_Work item_
Your answer should be the full set of records, printed exactly as they stand.

══ Data provided

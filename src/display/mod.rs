//! Display formatting for terminal output
//!
//! Plain-text renderings of compatibility results, backups, migration
//! status and health reports.

pub mod backup;
pub mod health;
pub mod migration;
pub mod version;

pub use backup::{format_backup_details, format_backup_list, format_duration};
pub use health::format_health_report;
pub use migration::format_migration_status;
pub use version::format_compatibility;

════

_Output for this exercise_
filename src/display/mod.rs
//! Display formatting for terminal output
//!
//! Plain-text renderings of compatibility results, backups, migration
//! status and health reports.

pub mod backup;
pub mod health;
pub mod migration;
pub mod version;

pub use backup::{format_backup_details, format_backup_list, format_duration};
pub use health::format_health_report;
pub use migration::format_migration_status;
pub use version::format_compatibility;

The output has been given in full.